Shorvon S D, Reynolds E H
Br Med J. 1979 Oct 27;2(6197):1023-5. doi: 10.1136/bmj.2.6197.1023.
A two-year prospective study of 40 adult outpatients with chronic epilepsy was carried out in which blood drug concentrations were monitored, and anticonvulsant polypharmacy was reduced to treatment with a single drug in 29 patients (72%). In the year after the reduction of treatment the control of seizures was improved in 16 patients (55%), unchanged in eight(28%), and worse in five (17%). Mental function was improved in 16 (55%). The main reason for failure to reduce to or maintain treatment with a single drug was exacerbation of seizures during the difficult withdrawal period, especially in patients with frequent seizures, taking several drugs, or with additional neuropsychological handicaps. It is more difficult to reduce polypharmacy than to avoid it in the first place. Polypharmacy may sometimes aggravate control of seizures.

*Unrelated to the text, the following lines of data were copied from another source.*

//! Fork candidates and the backward-walking reconciliation cursor.

use std::collections::{BTreeMap, HashMap};
use std::fmt;
use std::time::{Duration, Instant};

use peerchain_types::{Block, BlockHash, ChainPointer};

use crate::chain::Chain;
use crate::error::ChainError;
use crate::stream::StreamId;

/// A candidate chain plus the position the walk is trying to locate locally.
///
/// The candidate starts at the canonical head the fork was seeded from, with
/// its tip at the conflicting block. Each [`check`](Self::check) moves the
/// walk one block down the candidate's lineage. The candidate is verified once
/// the walk lands on the candidate's confirmed head.
#[derive(Clone, Debug, PartialEq, Eq)]
pub struct ReconciliationCursor {
    candidate: Chain,
    check: ChainPointer,
}

impl ReconciliationCursor {
    /// Seed a cursor at `base` with `tip` announced above it.
    pub fn new(base: ChainPointer, tip: &Block) -> Result<Self, ChainError> {
        if !base.is_below(tip.index()) {
            return Err(ChainError::ForkNotAhead {
                tip: tip.index(),
                base,
            });
        }
        let mut candidate = Chain::from_pointer(base);
        candidate.tip(tip)?;
        Ok(Self {
            candidate,
            check: ChainPointer::parent_of(tip),
        })
    }

    pub fn candidate(&self) -> &Chain {
        &self.candidate
    }

    /// Position the walk is looking for.
    pub fn check_pointer(&self) -> ChainPointer {
        self.check
    }

    pub fn check_hash(&self) -> BlockHash {
        self.check.hash
    }

    /// Step the walk past `block` to its predecessor.
    ///
    /// Returns the candidate's confirmed hash when `block` sits at the
    /// confirmed index with a different hash: the caller must rebase onto the
    /// locally known block at that position.
    pub fn check(&mut self, block: &Block) -> Option<BlockHash> {
        self.check = ChainPointer::parent_of(block);
        let head = self.candidate.head();
        if head.index == Some(block.index()) && head.hash != block.hash() {
            return Some(head.hash);
        }
        None
    }

    /// Move the candidate's confirmed head one step down past `block`, which
    /// must be exactly the confirmed block.
    pub fn rebase(&mut self, block: &Block) -> Result<(), ChainError> {
        let head = self.candidate.head();
        if !head.points_at(block) {
            return Err(ChainError::InvalidRebase {
                expected: head,
                actual: ChainPointer::of(block),
            });
        }
        if block.is_genesis() {
            return Err(ChainError::ForeignGenesis(block.hash()));
        }
        self.candidate.step_back(block);
        Ok(())
    }

    /// Returns `true` once the walk has reached the confirmed head, and
    /// confirms the announced tip when it does.
    pub fn is_valid(&mut self) -> bool {
        let valid = self.check.hash == self.candidate.hash();
        if valid && self.candidate.tip_pointer().hash != self.candidate.hash() {
            self.candidate.confirm_tip();
            self.check = self.candidate.head();
        }
        valid
    }

    pub fn into_chain(self) -> Chain {
        self.candidate
    }
}

#[derive(Clone, Copy, Debug, PartialEq, Eq, Hash, PartialOrd, Ord)]
pub struct ForkId(u64);

impl fmt::Display for ForkId {
    fn fmt(&self, f: &mut fmt::Formatter<'_>) -> fmt::Result {
        write!(f, "f{}", self.0)
    }
}

/// A pending fork under reconciliation.
#[derive(Debug)]
pub struct Fork {
    pub id: ForkId,
    pub cursor: ReconciliationCursor,
    /// Stream that announced the conflicting head.
    pub origin: Option<StreamId>,
    pub last_progress: Instant,
    /// Block this fork is suspended on.
    awaiting: Option<BlockHash>,
}

impl Fork {
    pub fn tip(&self) -> ChainPointer {
        self.cursor.candidate().tip_pointer()
    }

    pub fn awaiting(&self) -> Option<BlockHash> {
        self.awaiting
    }

    pub fn touch(&mut self, now: Instant) {
        self.last_progress = now;
    }
}

/// Pending forks, indexed by the block each one is waiting for.
#[derive(Debug)]
pub struct ForkSet {
    forks: BTreeMap<ForkId, Fork>,
    waiting: HashMap<BlockHash, Vec<ForkId>>,
    next_id: u64,
    max_pending: usize,
}

impl ForkSet {
    pub fn new(max_pending: usize) -> Self {
        Self {
            forks: BTreeMap::new(),
            waiting: HashMap::new(),
            next_id: 0,
            max_pending: max_pending.max(1),
        }
    }

    pub fn len(&self) -> usize {
        self.forks.len()
    }

    pub fn is_empty(&self) -> bool {
        self.forks.is_empty()
    }

    pub fn get(&self, id: ForkId) -> Option<&Fork> {
        self.forks.get(&id)
    }

    pub fn get_mut(&mut self, id: ForkId) -> Option<&mut Fork> {
        self.forks.get_mut(&id)
    }

    pub fn iter(&self) -> impl Iterator<Item = &Fork> {
        self.forks.values()
    }

    /// Fork already tracking exactly this tip.
    pub fn find_by_tip(&self, tip: &ChainPointer) -> Option<ForkId> {
        self.forks
            .values()
            .find(|fork| fork.tip() == *tip)
            .map(|fork| fork.id)
    }

    /// Track a new fork. Returns its id and the fork evicted to make room, if any.
    pub fn insert(
        &mut self,
        cursor: ReconciliationCursor,
        origin: Option<StreamId>,
        now: Instant,
    ) -> (ForkId, Option<Fork>) {
        let evicted = if self.forks.len() >= self.max_pending {
            self.stalest().and_then(|id| self.remove(id))
        } else {
            None
        };

        let id = ForkId(self.next_id);
        self.next_id += 1;
        self.forks.insert(
            id,
            Fork {
                id,
                cursor,
                origin,
                last_progress: now,
                awaiting: None,
            },
        );
        (id, evicted)
    }

    pub fn remove(&mut self, id: ForkId) -> Option<Fork> {
        let fork = self.forks.remove(&id)?;
        if let Some(hash) = fork.awaiting {
            self.unregister(id, hash);
        }
        Some(fork)
    }

    /// Suspend `id` until a block with `hash` arrives.
    pub fn await_block(&mut self, id: ForkId, hash: BlockHash) {
        let Some(fork) = self.forks.get_mut(&id) else {
            return;
        };
        let previous = fork.awaiting.replace(hash);
        if let Some(previous) = previous {
            self.unregister(id, previous);
        }
        let ids = self.waiting.entry(hash).or_default();
        if !ids.contains(&id) {
            ids.push(id);
        }
    }

    /// Forks waiting for `hash`; they are no longer registered as waiting.
    pub fn take_waiting(&mut self, hash: &BlockHash) -> Vec<ForkId> {
        let ids = self.waiting.remove(hash).unwrap_or_default();
        for id in &ids {
            if let Some(fork) = self.forks.get_mut(id) {
                fork.awaiting = None;
            }
        }
        ids
    }

    /// Remove forks that made no progress within `ttl`.
    pub fn prune_stale(&mut self, ttl: Duration, now: Instant) -> Vec<Fork> {
        let expired: Vec<ForkId> = self
            .forks
            .values()
            .filter(|fork| now.saturating_duration_since(fork.last_progress) >= ttl)
            .map(|fork| fork.id)
            .collect();
        expired.into_iter().filter_map(|id| self.remove(id)).collect()
    }

    fn stalest(&self) -> Option<ForkId> {
        self.forks
            .values()
            .min_by_key(|fork| fork.last_progress)
            .map(|fork| fork.id)
    }

    fn unregister(&mut self, id: ForkId, hash: BlockHash) {
        if let Some(ids) = self.waiting.get_mut(&hash) {
            ids.retain(|waiting| *waiting != id);
            if ids.is_empty() {
                self.waiting.remove(&hash);
            }
        }
    }
}

#[cfg(test)]
mod tests {
    use super::*;

    /// `len` blocks on top of genesis, all payloads prefixed with `tag`.
    fn lineage(genesis: &Block, tag: &str, len: usize) -> Vec<Block> {
        let mut chain = Chain::from_pointer(ChainPointer::of(genesis));
        (0..len)
            .map(|i| chain.append_data(format!("{tag}{i}")))
            .collect()
    }

    fn genesis() -> Block {
        Chain::new().init("").unwrap()
    }

    #[test]
    fn new_cursor_points_below_tip() {
        let g = genesis();
        let theirs = lineage(&g, "b", 2);
        let cursor = ReconciliationCursor::new(ChainPointer::of(&g), &theirs[1]).unwrap();
        assert_eq!(cursor.check_pointer(), ChainPointer::of(&theirs[0]));
        assert_eq!(cursor.candidate().head(), ChainPointer::of(&g));
        assert_eq!(cursor.candidate().tip_pointer(), ChainPointer::of(&theirs[1]));
    }

    #[test]
    fn seeding_requires_tip_above_base() {
        let g = genesis();
        let ours = lineage(&g, "a", 2);
        let theirs = lineage(&g, "b", 2);
        let err = ReconciliationCursor::new(ChainPointer::of(&ours[1]), &theirs[1]).unwrap_err();
        assert!(matches!(err, ChainError::ForkNotAhead { tip: 2, .. }));
    }

    #[test]
    fn walk_reaches_shared_ancestor() {
        // Canonical at genesis, peer has two blocks on top.
        let g = genesis();
        let theirs = lineage(&g, "b", 2);
        let mut cursor = ReconciliationCursor::new(ChainPointer::of(&g), &theirs[1]).unwrap();
        assert!(!cursor.is_valid());

        assert_eq!(cursor.check(&theirs[0]), None);
        assert!(cursor.is_valid());
        assert_eq!(cursor.candidate().head(), ChainPointer::of(&theirs[1]));
        assert_eq!(cursor.check_pointer(), ChainPointer::of(&theirs[1]));
    }

    #[test]
    fn stale_position_is_rebased() {
        // Canonical a0..a1, peer b0..b2: walk must rebase twice.
        let g = genesis();
        let ours = lineage(&g, "a", 2);
        let theirs = lineage(&g, "b", 3);
        let mut cursor = ReconciliationCursor::new(ChainPointer::of(&ours[1]), &theirs[2]).unwrap();

        assert_eq!(cursor.check(&theirs[1]), Some(ours[1].hash()));
        cursor.rebase(&ours[1]).unwrap();
        assert!(!cursor.is_valid());

        assert_eq!(cursor.check(&theirs[0]), Some(ours[0].hash()));
        cursor.rebase(&ours[0]).unwrap();
        assert!(cursor.is_valid());

        let chain = cursor.into_chain();
        assert_eq!(chain.head(), ChainPointer::of(&theirs[2]));
    }

    #[test]
    fn check_is_idempotent() {
        let g = genesis();
        let ours = lineage(&g, "a", 1);
        let theirs = lineage(&g, "b", 2);
        let mut cursor = ReconciliationCursor::new(ChainPointer::of(&ours[0]), &theirs[1]).unwrap();

        let first = cursor.check(&theirs[0]);
        let after_first = cursor.check_pointer();
        let second = cursor.check(&theirs[0]);
        assert_eq!(first, second);
        assert_eq!(cursor.check_pointer(), after_first);
        assert_eq!(after_first, ChainPointer::of(&g));
    }

    #[test]
    fn rebase_requires_confirmed_block() {
        let g = genesis();
        let ours = lineage(&g, "a", 1);
        let theirs = lineage(&g, "b", 2);
        let mut cursor = ReconciliationCursor::new(ChainPointer::of(&ours[0]), &theirs[1]).unwrap();
        let err = cursor.rebase(&theirs[0]).unwrap_err();
        assert!(matches!(err, ChainError::InvalidRebase { .. }));
        assert_eq!(cursor.candidate().head(), ChainPointer::of(&ours[0]));
    }

    #[test]
    fn rebasing_past_genesis_is_refused() {
        let g = genesis();
        let foreign = Block::new(0, BlockHash::digest(b"elsewhere"), "");
        let theirs = Block::new(1, foreign.hash(), "x");
        let mut cursor = ReconciliationCursor::new(ChainPointer::of(&g), &theirs).unwrap();
        assert!(!cursor.is_valid());
        assert_eq!(cursor.check(&foreign), Some(g.hash()));
        assert_eq!(cursor.rebase(&g), Err(ChainError::ForeignGenesis(g.hash())));
    }

    fn cursor_for(tag: &str) -> ReconciliationCursor {
        let g = genesis();
        let theirs = lineage(&g, tag, 3);
        ReconciliationCursor::new(ChainPointer::of(&g), &theirs[2]).unwrap()
    }

    #[test]
    fn fork_set_dedups_by_tip() {
        let mut forks = ForkSet::new(8);
        let cursor = cursor_for("b");
        let tip = cursor.candidate().tip_pointer();
        let (id, evicted) = forks.insert(cursor, None, Instant::now());
        assert!(evicted.is_none());
        assert_eq!(forks.find_by_tip(&tip), Some(id));
        assert_eq!(forks.find_by_tip(&ChainPointer::origin()), None);
    }

    #[test]
    fn waiting_index_tracks_suspended_forks() {
        let mut forks = ForkSet::new(8);
        let now = Instant::now();
        let (a, _) = forks.insert(cursor_for("a"), None, now);
        let (b, _) = forks.insert(cursor_for("b"), None, now);
        let wanted = BlockHash::digest(b"wanted");

        forks.await_block(a, wanted);
        forks.await_block(b, wanted);
        assert_eq!(forks.get(a).unwrap().awaiting(), Some(wanted));

        let mut ids = forks.take_waiting(&wanted);
        ids.sort();
        assert_eq!(ids, vec![a, b]);
        assert!(forks.take_waiting(&wanted).is_empty());
        assert_eq!(forks.get(a).unwrap().awaiting(), None);
    }

    #[test]
    fn re_awaiting_replaces_previous_registration() {
        let mut forks = ForkSet::new(8);
        let (id, _) = forks.insert(cursor_for("a"), None, Instant::now());
        let first = BlockHash::digest(b"first");
        let second = BlockHash::digest(b"second");
        forks.await_block(id, first);
        forks.await_block(id, second);
        assert!(forks.take_waiting(&first).is_empty());
        assert_eq!(forks.take_waiting(&second), vec![id]);
    }

    #[test]
    fn remove_unregisters_waiting() {
        let mut forks = ForkSet::new(8);
        let (id, _) = forks.insert(cursor_for("a"), None, Instant::now());
        let wanted = BlockHash::digest(b"w");
        forks.await_block(id, wanted);
        assert!(forks.remove(id).is_some());
        assert!(forks.take_waiting(&wanted).is_empty());
        assert!(forks.is_empty());
    }

    #[test]
    fn insert_beyond_capacity_evicts_stalest() {
        let mut forks = ForkSet::new(2);
        let start = Instant::now();
        let (old, _) = forks.insert(cursor_for("a"), None, start);
        let (newer, _) = forks.insert(cursor_for("b"), None, start + Duration::from_secs(1));
        let (_, evicted) = forks.insert(cursor_for("c"), None, start + Duration::from_secs(2));

        assert_eq!(evicted.map(|f| f.id), Some(old));
        assert_eq!(forks.len(), 2);
        assert!(forks.get(newer).is_some());
    }

    #[test]
    fn prune_stale_respects_progress() {
        let mut forks = ForkSet::new(8);
        let start = Instant::now();
        let (idle, _) = forks.insert(cursor_for("a"), None, start);
        let (busy, _) = forks.insert(cursor_for("b"), None, start);
        forks.get_mut(busy).unwrap().touch(start + Duration::from_secs(50));

        let pruned = forks.prune_stale(Duration::from_secs(60), start + Duration::from_secs(61));
        assert_eq!(pruned.iter().map(|f| f.id).collect::<Vec<_>>(), vec![idle]);
        assert!(forks.get(busy).is_some());
    }
}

对40名成年慢性癫痫门诊患者进行了一项为期两年的前瞻性研究,监测血液药物浓度,并将29名患者(72%)的抗惊厥联合用药减少为单一药物治疗。在减少治疗后的一年中,16名患者(55%)的癫痫发作得到改善,8名患者(28%)无变化,5名患者(17%)病情恶化。16名患者(55%)的心理功能得到改善。未能减少至单一药物治疗或维持单一药物治疗的主要原因是在困难的撤药期癫痫发作加剧,尤其是癫痫发作频繁、服用多种药物或伴有其他神经心理障碍的患者。减少联合用药比一开始就避免联合用药更困难。联合用药有时可能会加重癫痫发作的控制。